Material for this exercise:
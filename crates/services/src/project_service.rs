use std::sync::Arc;

use serde::Deserialize;
use tracing::debug;

use workstage_core::model::{
    ProgressMarker, ProgressStatus, ProjectId, ProjectProgress, ProjectRole, ProjectSummary,
    StageList, UserId,
};

use crate::error::ApiError;
use crate::transport::ApiTransport;

/// Stage timeline data for one project: the ordered stages, the backend's
/// current-progress marker, and the server-side progress aggregate.
#[derive(Debug, Clone, PartialEq, Eq, Deserialize)]
#[serde(rename_all = "camelCase")]
pub struct StageOverview {
    pub progress_list: StageList,
    pub current_progress: ProgressMarker,
    #[serde(default)]
    pub project_progress: ProjectProgress,
}

/// Backend gateway for project, stage, and approval data.
#[derive(Clone)]
pub struct ProjectService {
    transport: Arc<dyn ApiTransport>,
}

impl ProjectService {
    #[must_use]
    pub fn new(transport: Arc<dyn ApiTransport>) -> Self {
        Self { transport }
    }

    /// Load the stage timeline for a project.
    ///
    /// # Errors
    ///
    /// Returns `ApiError` on transport failure or an undecodable body.
    pub async fn stage_overview(&self, project: ProjectId) -> Result<StageOverview, ApiError> {
        let value = self
            .transport
            .get(&format!("/projects/{project}/progress"), &[])
            .await?;
        Ok(serde_json::from_value(value)?)
    }

    /// Load the per-stage approval aggregates for a project.
    ///
    /// # Errors
    ///
    /// Returns `ApiError` on transport failure or an undecodable body.
    pub async fn progress_status(&self, project: ProjectId) -> Result<ProgressStatus, ApiError> {
        let value = self
            .transport
            .get(&format!("/projects/{project}/progress/status"), &[])
            .await?;
        Ok(serde_json::from_value(value)?)
    }

    /// Promote the project's current stage to the next one.
    ///
    /// Sent once, with no body and no client-side retry; the server owns
    /// idempotency and ordering of stage transitions.
    ///
    /// # Errors
    ///
    /// Returns `ApiError` on transport failure or a non-2xx status.
    pub async fn advance_stage(&self, project: ProjectId) -> Result<(), ApiError> {
        debug!(%project, "advancing current stage");
        self.transport
            .patch(&format!(
                "/projects/{project}/progress/increase_current_progress"
            ))
            .await?;
        Ok(())
    }

    /// Projects the given user participates in, with their role on each.
    ///
    /// # Errors
    ///
    /// Returns `ApiError` on transport failure or an undecodable body.
    pub async fn list_user_projects(
        &self,
        user: UserId,
    ) -> Result<Vec<ProjectSummary>, ApiError> {
        let query = vec![("userId".to_string(), user.to_string())];
        let value = self.transport.get("/projects", &query).await?;
        Ok(serde_json::from_value(value)?)
    }

    /// Every project on the platform (admin only).
    ///
    /// # Errors
    ///
    /// Returns `ApiError` on transport failure or an undecodable body.
    pub async fn list_all_projects(&self) -> Result<Vec<ProjectSummary>, ApiError> {
        let value = self.transport.get("/admin/projects", &[]).await?;
        Ok(serde_json::from_value(value)?)
    }

    /// The user's role on one project, if they participate in it.
    ///
    /// # Errors
    ///
    /// Returns `ApiError` when the project list cannot be fetched.
    pub async fn role_on(
        &self,
        project: ProjectId,
        user: UserId,
    ) -> Result<Option<ProjectRole>, ApiError> {
        let projects = self.list_user_projects(user).await?;
        Ok(projects
            .into_iter()
            .find(|row| row.project_id == project)
            .and_then(|row| row.my_role))
    }
}

#[cfg(test)]
mod tests {
    use super::*;
    use crate::testing::FakeTransport;
    use serde_json::json;

    fn service(fake: Arc<FakeTransport>) -> ProjectService {
        ProjectService::new(fake)
    }

    #[tokio::test]
    async fn stage_overview_decodes_stages_and_marker() {
        let fake = Arc::new(FakeTransport::new());
        fake.respond_with(
            "/projects/3/progress",
            json!({
                "progressList": [
                    {"id": 1, "name": "요구사항 정의", "position": 0},
                    {"id": 2, "name": "디자인", "position": 1},
                    {"id": 3, "name": "완료", "position": 2}
                ],
                "currentProgress": "디자인",
                "projectProgress": {
                    "totalStageCount": 3,
                    "completedStageCount": 1,
                    "currentStageProgressRate": 50,
                    "overallProgressRate": 33
                }
            }),
        );

        let overview = service(Arc::clone(&fake))
            .stage_overview(ProjectId::new(3))
            .await
            .unwrap();
        assert_eq!(overview.progress_list.len(), 3);
        assert!(overview.current_progress.matches("디자인"));
        assert_eq!(overview.project_progress.overall_progress_rate, 33);
    }

    #[tokio::test]
    async fn stage_overview_rejects_unordered_positions() {
        let fake = Arc::new(FakeTransport::new());
        fake.respond_with(
            "/projects/3/progress",
            json!({
                "progressList": [
                    {"id": 1, "name": "디자인", "position": 2},
                    {"id": 2, "name": "개발", "position": 1}
                ],
                "currentProgress": "디자인"
            }),
        );

        let err = service(fake).stage_overview(ProjectId::new(3)).await.unwrap_err();
        assert!(matches!(err, ApiError::Decode(_)));
    }

    #[tokio::test]
    async fn advance_stage_hits_the_promote_endpoint() {
        let fake = Arc::new(FakeTransport::new());
        fake.respond_with("/projects/3/progress/increase_current_progress", json!(null));

        service(Arc::clone(&fake))
            .advance_stage(ProjectId::new(3))
            .await
            .unwrap();

        let call = fake
            .last_call_to("/projects/3/progress/increase_current_progress")
            .unwrap();
        assert_eq!(call.method, "PATCH");
    }

    #[tokio::test]
    async fn role_on_finds_the_matching_project() {
        let fake = Arc::new(FakeTransport::new());
        fake.respond_with(
            "/projects",
            json!([
                {
                    "projectId": 3,
                    "name": "포털 구축",
                    "startDate": "2024-02-01",
                    "endDate": "2024-09-30",
                    "projectStatus": "PROGRESS",
                    "myRole": "CLIENT_MANAGER"
                }
            ]),
        );

        let svc = service(Arc::clone(&fake));
        let role = svc
            .role_on(ProjectId::new(3), UserId::new(7))
            .await
            .unwrap();
        assert_eq!(role, Some(ProjectRole::ClientManager));

        let none = svc.role_on(ProjectId::new(99), UserId::new(7)).await.unwrap();
        assert_eq!(none, None);

        let call = fake.last_call_to("/projects").unwrap();
        assert_eq!(call.param("userId"), Some("7"));
    }
}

Exercise directions: Above are the records; copy all of them exactly.

Completed exercise:
filename crates/services/src/project_service.rs
use std::sync::Arc;

use serde::Deserialize;
use tracing::debug;

use workstage_core::model::{
    ProgressMarker, ProgressStatus, ProjectId, ProjectProgress, ProjectRole, ProjectSummary,
    StageList, UserId,
};

use crate::error::ApiError;
use crate::transport::ApiTransport;

/// Stage timeline data for one project: the ordered stages, the backend's
/// current-progress marker, and the server-side progress aggregate.
#[derive(Debug, Clone, PartialEq, Eq, Deserialize)]
#[serde(rename_all = "camelCase")]
pub struct StageOverview {
    pub progress_list: StageList,
    pub current_progress: ProgressMarker,
    #[serde(default)]
    pub project_progress: ProjectProgress,
}

/// Backend gateway for project, stage, and approval data.
#[derive(Clone)]
pub struct ProjectService {
    transport: Arc<dyn ApiTransport>,
}

impl ProjectService {
    #[must_use]
    pub fn new(transport: Arc<dyn ApiTransport>) -> Self {
        Self { transport }
    }

    /// Load the stage timeline for a project.
    ///
    /// # Errors
    ///
    /// Returns `ApiError` on transport failure or an undecodable body.
    pub async fn stage_overview(&self, project: ProjectId) -> Result<StageOverview, ApiError> {
        let value = self
            .transport
            .get(&format!("/projects/{project}/progress"), &[])
            .await?;
        Ok(serde_json::from_value(value)?)
    }

    /// Load the per-stage approval aggregates for a project.
    ///
    /// # Errors
    ///
    /// Returns `ApiError` on transport failure or an undecodable body.
    pub async fn progress_status(&self, project: ProjectId) -> Result<ProgressStatus, ApiError> {
        let value = self
            .transport
            .get(&format!("/projects/{project}/progress/status"), &[])
            .await?;
        Ok(serde_json::from_value(value)?)
    }

    /// Promote the project's current stage to the next one.
    ///
    /// Sent once, with no body and no client-side retry; the server owns
    /// idempotency and ordering of stage transitions.
    ///
    /// # Errors
    ///
    /// Returns `ApiError` on transport failure or a non-2xx status.
    pub async fn advance_stage(&self, project: ProjectId) -> Result<(), ApiError> {
        debug!(%project, "advancing current stage");
        self.transport
            .patch(&format!(
                "/projects/{project}/progress/increase_current_progress"
            ))
            .await?;
        Ok(())
    }

    /// Projects the given user participates in, with their role on each.
    ///
    /// # Errors
    ///
    /// Returns `ApiError` on transport failure or an undecodable body.
    pub async fn list_user_projects(
        &self,
        user: UserId,
    ) -> Result<Vec<ProjectSummary>, ApiError> {
        let query = vec![("userId".to_string(), user.to_string())];
        let value = self.transport.get("/projects", &query).await?;
        Ok(serde_json::from_value(value)?)
    }

    /// Every project on the platform (admin only).
    ///
    /// # Errors
    ///
    /// Returns `ApiError` on transport failure or an undecodable body.
    pub async fn list_all_projects(&self) -> Result<Vec<ProjectSummary>, ApiError> {
        let value = self.transport.get("/admin/projects", &[]).await?;
        Ok(serde_json::from_value(value)?)
    }

    /// The user's role on one project, if they participate in it.
    ///
    /// # Errors
    ///
    /// Returns `ApiError` when the project list cannot be fetched.
    pub async fn role_on(
        &self,
        project: ProjectId,
        user: UserId,
    ) -> Result<Option<ProjectRole>, ApiError> {
        let projects = self.list_user_projects(user).await?;
        Ok(projects
            .into_iter()
            .find(|row| row.project_id == project)
            .and_then(|row| row.my_role))
    }
}

#[cfg(test)]
mod tests {
    use super::*;
    use crate::testing::FakeTransport;
    use serde_json::json;

    fn service(fake: Arc<FakeTransport>) -> ProjectService {
        ProjectService::new(fake)
    }

    #[tokio::test]
    async fn stage_overview_decodes_stages_and_marker() {
        let fake = Arc::new(FakeTransport::new());
        fake.respond_with(
            "/projects/3/progress",
            json!({
                "progressList": [
                    {"id": 1, "name": "요구사항 정의", "position": 0},
                    {"id": 2, "name": "디자인", "position": 1},
                    {"id": 3, "name": "완료", "position": 2}
                ],
                "currentProgress": "디자인",
                "projectProgress": {
                    "totalStageCount": 3,
                    "completedStageCount": 1,
                    "currentStageProgressRate": 50,
                    "overallProgressRate": 33
                }
            }),
        );

        let overview = service(Arc::clone(&fake))
            .stage_overview(ProjectId::new(3))
            .await
            .unwrap();
        assert_eq!(overview.progress_list.len(), 3);
        assert!(overview.current_progress.matches("디자인"));
        assert_eq!(overview.project_progress.overall_progress_rate, 33);
    }

    #[tokio::test]
    async fn stage_overview_rejects_unordered_positions() {
        let fake = Arc::new(FakeTransport::new());
        fake.respond_with(
            "/projects/3/progress",
            json!({
                "progressList": [
                    {"id": 1, "name": "디자인", "position": 2},
                    {"id": 2, "name": "개발", "position": 1}
                ],
                "currentProgress": "디자인"
            }),
        );

        let err = service(fake).stage_overview(ProjectId::new(3)).await.unwrap_err();
        assert!(matches!(err, ApiError::Decode(_)));
    }

    #[tokio::test]
    async fn advance_stage_hits_the_promote_endpoint() {
        let fake = Arc::new(FakeTransport::new());
        fake.respond_with("/projects/3/progress/increase_current_progress", json!(null));

        service(Arc::clone(&fake))
            .advance_stage(ProjectId::new(3))
            .await
            .unwrap();

        let call = fake
            .last_call_to("/projects/3/progress/increase_current_progress")
            .unwrap();
        assert_eq!(call.method, "PATCH");
    }

    #[tokio::test]
    async fn role_on_finds_the_matching_project() {
        let fake = Arc::new(FakeTransport::new());
        fake.respond_with(
            "/projects",
            json!([
                {
                    "projectId": 3,
                    "name": "포털 구축",
                    "startDate": "2024-02-01",
                    "endDate": "2024-09-30",
                    "projectStatus": "PROGRESS",
                    "myRole": "CLIENT_MANAGER"
                }
            ]),
        );

        let svc = service(Arc::clone(&fake));
        let role = svc
            .role_on(ProjectId::new(3), UserId::new(7))
            .await
            .unwrap();
        assert_eq!(role, Some(ProjectRole::ClientManager));

        let none = svc.role_on(ProjectId::new(99), UserId::new(7)).await.unwrap();
        assert_eq!(none, None);

        let call = fake.last_call_to("/projects").unwrap();
        assert_eq!(call.param("userId"), Some("7"));
    }
}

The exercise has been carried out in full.